(Stored items)
Content starts

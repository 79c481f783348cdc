//! One query surface over connections and transactions.
//!
//! Repository code that should run both on a connection and inside a transaction takes
//! `&impl Facade`:
//!
//! ```ignore
//! use sqlhook::{Context, DbResult, Facade};
//!
//! async fn rename_user(db: &impl Facade<ExecResult = u64>, ctx: &Context, id: i64, name: &str) -> DbResult<u64> {
//!     db.execute(ctx, "UPDATE users SET username = $1 WHERE id = $2", &[&name, &id]).await
//! }
//! ```

use crate::context::Context;
use crate::db::Db;
use crate::driver::{Connection, TransactionHandle};
use crate::error::DbResult;
use crate::hook::HookRegistry;
use crate::scan::{ScanMany, ScanOne};
use crate::transaction::Tx;
use std::future::Future;
use tokio_postgres::types::ToSql;

/// The fetch/execute surface shared by [`Db`] and [`Tx`].
pub trait Facade: Send + Sync {
    /// The driver's row type.
    type Row: Send;

    /// The driver's result descriptor for `execute`.
    type ExecResult: Send;

    /// See [`Db::fetch_one`].
    fn fetch_one<D>(
        &self,
        ctx: &Context,
        dest: &mut D,
        sql: &str,
        params: &[&(dyn ToSql + Sync)],
    ) -> impl Future<Output = DbResult<()>> + Send
    where
        D: ScanOne<Self::Row> + Send + ?Sized;

    /// See [`Db::fetch_many`].
    fn fetch_many<D>(
        &self,
        ctx: &Context,
        dest: &mut D,
        sql: &str,
        params: &[&(dyn ToSql + Sync)],
    ) -> impl Future<Output = DbResult<()>> + Send
    where
        D: ScanMany<Self::Row> + Send + ?Sized;

    /// See [`Db::execute`].
    fn execute(
        &self,
        ctx: &Context,
        sql: &str,
        params: &[&(dyn ToSql + Sync)],
    ) -> impl Future<Output = DbResult<Self::ExecResult>> + Send;

    /// The hook registry shared by the connection and its transactions.
    fn hooks(&self) -> &HookRegistry;
}

impl<C: Connection> Facade for Db<C> {
    type Row = C::Row;
    type ExecResult = C::ExecResult;

    async fn fetch_one<D>(
        &self,
        ctx: &Context,
        dest: &mut D,
        sql: &str,
        params: &[&(dyn ToSql + Sync)],
    ) -> DbResult<()>
    where
        D: ScanOne<Self::Row> + Send + ?Sized,
    {
        Db::fetch_one(self, ctx, dest, sql, params).await
    }

    async fn fetch_many<D>(
        &self,
        ctx: &Context,
        dest: &mut D,
        sql: &str,
        params: &[&(dyn ToSql + Sync)],
    ) -> DbResult<()>
    where
        D: ScanMany<Self::Row> + Send + ?Sized,
    {
        Db::fetch_many(self, ctx, dest, sql, params).await
    }

    async fn execute(
        &self,
        ctx: &Context,
        sql: &str,
        params: &[&(dyn ToSql + Sync)],
    ) -> DbResult<Self::ExecResult> {
        Db::execute(self, ctx, sql, params).await
    }

    fn hooks(&self) -> &HookRegistry {
        Db::hooks(self)
    }
}

impl<T: TransactionHandle> Facade for Tx<T> {
    type Row = T::Row;
    type ExecResult = T::ExecResult;

    async fn fetch_one<D>(
        &self,
        ctx: &Context,
        dest: &mut D,
        sql: &str,
        params: &[&(dyn ToSql + Sync)],
    ) -> DbResult<()>
    where
        D: ScanOne<Self::Row> + Send + ?Sized,
    {
        Tx::fetch_one(self, ctx, dest, sql, params).await
    }

    async fn fetch_many<D>(
        &self,
        ctx: &Context,
        dest: &mut D,
        sql: &str,
        params: &[&(dyn ToSql + Sync)],
    ) -> DbResult<()>
    where
        D: ScanMany<Self::Row> + Send + ?Sized,
    {
        Tx::fetch_many(self, ctx, dest, sql, params).await
    }

    async fn execute(
        &self,
        ctx: &Context,
        sql: &str,
        params: &[&(dyn ToSql + Sync)],
    ) -> DbResult<Self::ExecResult> {
        Tx::execute(self, ctx, sql, params).await
    }

    fn hooks(&self) -> &HookRegistry {
        Tx::hooks(self)
    }
}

Content ends

*Description of the task*.
Give back the entries exactly, so that each line matches the original.

*Your solution*.
repository 79c481f783348cdc
//! One query surface over connections and transactions.
//!
//! Repository code that should run both on a connection and inside a transaction takes
//! `&impl Facade`:
//!
//! ```ignore
//! use sqlhook::{Context, DbResult, Facade};
//!
//! async fn rename_user(db: &impl Facade<ExecResult = u64>, ctx: &Context, id: i64, name: &str) -> DbResult<u64> {
//!     db.execute(ctx, "UPDATE users SET username = $1 WHERE id = $2", &[&name, &id]).await
//! }
//! ```

use crate::context::Context;
use crate::db::Db;
use crate::driver::{Connection, TransactionHandle};
use crate::error::DbResult;
use crate::hook::HookRegistry;
use crate::scan::{ScanMany, ScanOne};
use crate::transaction::Tx;
use std::future::Future;
use tokio_postgres::types::ToSql;

/// The fetch/execute surface shared by [`Db`] and [`Tx`].
pub trait Facade: Send + Sync {
    /// The driver's row type.
    type Row: Send;

    /// The driver's result descriptor for `execute`.
    type ExecResult: Send;

    /// See [`Db::fetch_one`].
    fn fetch_one<D>(
        &self,
        ctx: &Context,
        dest: &mut D,
        sql: &str,
        params: &[&(dyn ToSql + Sync)],
    ) -> impl Future<Output = DbResult<()>> + Send
    where
        D: ScanOne<Self::Row> + Send + ?Sized;

    /// See [`Db::fetch_many`].
    fn fetch_many<D>(
        &self,
        ctx: &Context,
        dest: &mut D,
        sql: &str,
        params: &[&(dyn ToSql + Sync)],
    ) -> impl Future<Output = DbResult<()>> + Send
    where
        D: ScanMany<Self::Row> + Send + ?Sized;

    /// See [`Db::execute`].
    fn execute(
        &self,
        ctx: &Context,
        sql: &str,
        params: &[&(dyn ToSql + Sync)],
    ) -> impl Future<Output = DbResult<Self::ExecResult>> + Send;

    /// The hook registry shared by the connection and its transactions.
    fn hooks(&self) -> &HookRegistry;
}

impl<C: Connection> Facade for Db<C> {
    type Row = C::Row;
    type ExecResult = C::ExecResult;

    async fn fetch_one<D>(
        &self,
        ctx: &Context,
        dest: &mut D,
        sql: &str,
        params: &[&(dyn ToSql + Sync)],
    ) -> DbResult<()>
    where
        D: ScanOne<Self::Row> + Send + ?Sized,
    {
        Db::fetch_one(self, ctx, dest, sql, params).await
    }

    async fn fetch_many<D>(
        &self,
        ctx: &Context,
        dest: &mut D,
        sql: &str,
        params: &[&(dyn ToSql + Sync)],
    ) -> DbResult<()>
    where
        D: ScanMany<Self::Row> + Send + ?Sized,
    {
        Db::fetch_many(self, ctx, dest, sql, params).await
    }

    async fn execute(
        &self,
        ctx: &Context,
        sql: &str,
        params: &[&(dyn ToSql + Sync)],
    ) -> DbResult<Self::ExecResult> {
        Db::execute(self, ctx, sql, params).await
    }

    fn hooks(&self) -> &HookRegistry {
        Db::hooks(self)
    }
}

impl<T: TransactionHandle> Facade for Tx<T> {
    type Row = T::Row;
    type ExecResult = T::ExecResult;

    async fn fetch_one<D>(
        &self,
        ctx: &Context,
        dest: &mut D,
        sql: &str,
        params: &[&(dyn ToSql + Sync)],
    ) -> DbResult<()>
    where
        D: ScanOne<Self::Row> + Send + ?Sized,
    {
        Tx::fetch_one(self, ctx, dest, sql, params).await
    }

    async fn fetch_many<D>(
        &self,
        ctx: &Context,
        dest: &mut D,
        sql: &str,
        params: &[&(dyn ToSql + Sync)],
    ) -> DbResult<()>
    where
        D: ScanMany<Self::Row> + Send + ?Sized,
    {
        Tx::fetch_many(self, ctx, dest, sql, params).await
    }

    async fn execute(
        &self,
        ctx: &Context,
        sql: &str,
        params: &[&(dyn ToSql + Sync)],
    ) -> DbResult<Self::ExecResult> {
        Tx::execute(self, ctx, sql, params).await
    }

    fn hooks(&self) -> &HookRegistry {
        Tx::hooks(self)
    }
}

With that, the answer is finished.